A lone pigeon bobs his way toward me. “Rats with wings” Ben calls them. I lick the chocolate side of the cone and contemplate walking back to the subway when I suddenly spot Ben jogging in place, about a block away, waiting for the light to turn green so he can cross West End Avenue. He is wearing burnt-orange running shorts, a gray Wake Forest basketball T-shirt, and his favorite White Sox baseball cap. I feel a nervous flutter in my stomach and then a sense of comfort for having correctly guessed that he was on a run. I still know you , I whisper, and then I wave just in case he can see me. It’s not an eager wave, just a casual, hand-in-the-air acknowledgment. I wait for him to wave back, but he doesn’t, just adjusts his cap, bending the bill with one hand. I wipe my mouth with my napkin, and stand, thinking he’ll see me any second.
Instead, he turns in the other direction to face a girl jogging toward him. My mind freezes and then clicks into place. Ben is running with a girl. He is on a date. A late afternoon, summer date. A run-in-the-park-together date .
I think back to our first run together. It was after we had slept together. About a week later. Two tops. I know this for a fact. I have an excellent memory, especially when it comes to dates. And Ben.
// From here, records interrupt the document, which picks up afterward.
//! Forwards the final argument list to the real toolchain.

use std::path::PathBuf;
use std::process::{Command, ExitStatus};

use tracing::debug;

use crate::{CliError, Result};

/// Runs `args[0]` with the remaining arguments. Standard input, output and
/// error are inherited, so the child's streams reach the caller untouched.
/// Blocks until the child exits and returns its exit code verbatim; the
/// wrapper imposes no timeout of its own.
pub fn forward(args: &[String]) -> Result<i32> {
    let (binary, rest) = args
        .split_first()
        .ok_or_else(|| CliError::Command("empty toolchain command".to_string()))?;
    debug!(%binary, argc = rest.len(), "forwarding to toolchain");

    let status = Command::new(binary)
        .args(rest)
        .status()
        .map_err(|source| CliError::Spawn {
            binary: PathBuf::from(binary),
            source,
        })?;
    Ok(exit_code(status))
}

fn exit_code(status: ExitStatus) -> i32 {
    if let Some(code) = status.code() {
        return code;
    }
    // No code means the child died to a signal.
    #[cfg(unix)]
    {
        use std::os::unix::process::ExitStatusExt;
        if let Some(signal) = status.signal() {
            return 128 + signal;
        }
    }
    1
}

#[cfg(test)]
mod tests {
    use super::*;

    #[test]
    fn missing_binary_is_a_spawn_error() {
        let args = vec!["/nonexistent/toolchain-binary".to_string()];
        assert!(matches!(forward(&args), Err(CliError::Spawn { .. })));
    }

    #[test]
    fn empty_command_is_rejected() {
        assert!(matches!(forward(&[]), Err(CliError::Command(_))));
    }

    #[cfg(unix)]
    #[test]
    fn child_exit_code_is_propagated() {
        let args = vec!["/bin/sh".to_string(), "-c".to_string(), "exit 7".to_string()];
        assert_eq!(forward(&args).unwrap(), 7);
    }
}
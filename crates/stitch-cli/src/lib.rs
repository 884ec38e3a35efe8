//! Command-line shell for the `stitch` wrapper.
//!
//! `stitch` stands in for the real `rustc` binary (for example via
//! `RUSTC_WRAPPER`). It scans its own flags from the leading argument run,
//! routes the remaining invocation through the instrumentation pipeline when
//! the command is recognized, and forwards the final argument list to the
//! real toolchain, propagating its exit code.

pub mod commands;
pub mod config;
pub mod flags;
pub mod invoke;
pub mod router;

// CLI-specific error handling
pub mod error {
    use std::path::PathBuf;
    use thiserror::Error;

    #[derive(Error, Debug)]
    pub enum CliError {
        #[error("invalid command line: {0}")]
        Command(String),

        #[error("configuration error: {0}")]
        Config(String),

        #[error("failed to execute `{binary}`: {source}")]
        Spawn {
            binary: PathBuf,
            #[source]
            source: std::io::Error,
        },
    }

    pub type Result<T> = std::result::Result<T, CliError>;
}

pub use error::{CliError, Result};

/// Exit code for a malformed wrapper command line or configuration.
pub const EXIT_USAGE: i32 = 2;

/// Exit code when the real toolchain binary cannot be located or executed.
/// Matches the shell convention for "command not found".
pub const EXIT_SPAWN: i32 = 127;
I study this woman, this girl he is with. She has long, thick, white-blond hair pulled back in a perfect, silken ponytail that swishes back and forth just right. It is the kind of hair that I coveted when I was much younger, believing that I could somehow train mine to look and behave the same way. The girl strides forward, once, twice, three times and is now beside him. Ben says something to her and then leans down and grabs the bottom of his shorts as if to catch his breath. I can see his profile. He stands, and I watch his chest rising and falling with the effort that comes from a hard finish. His shirt is damp across the chest. The girl stretches her left hamstring. She has long, thick legs, reminding me of a beach volleyball player, only without the tan. Her skin is as pale as her hair. Her face is long and angular. I wouldn’t call her pretty, but she is attractive, and unfortunately for me, very memorable. I can’t tell how old she is, but something about her expression and stance makes me think she’s still in her twenties.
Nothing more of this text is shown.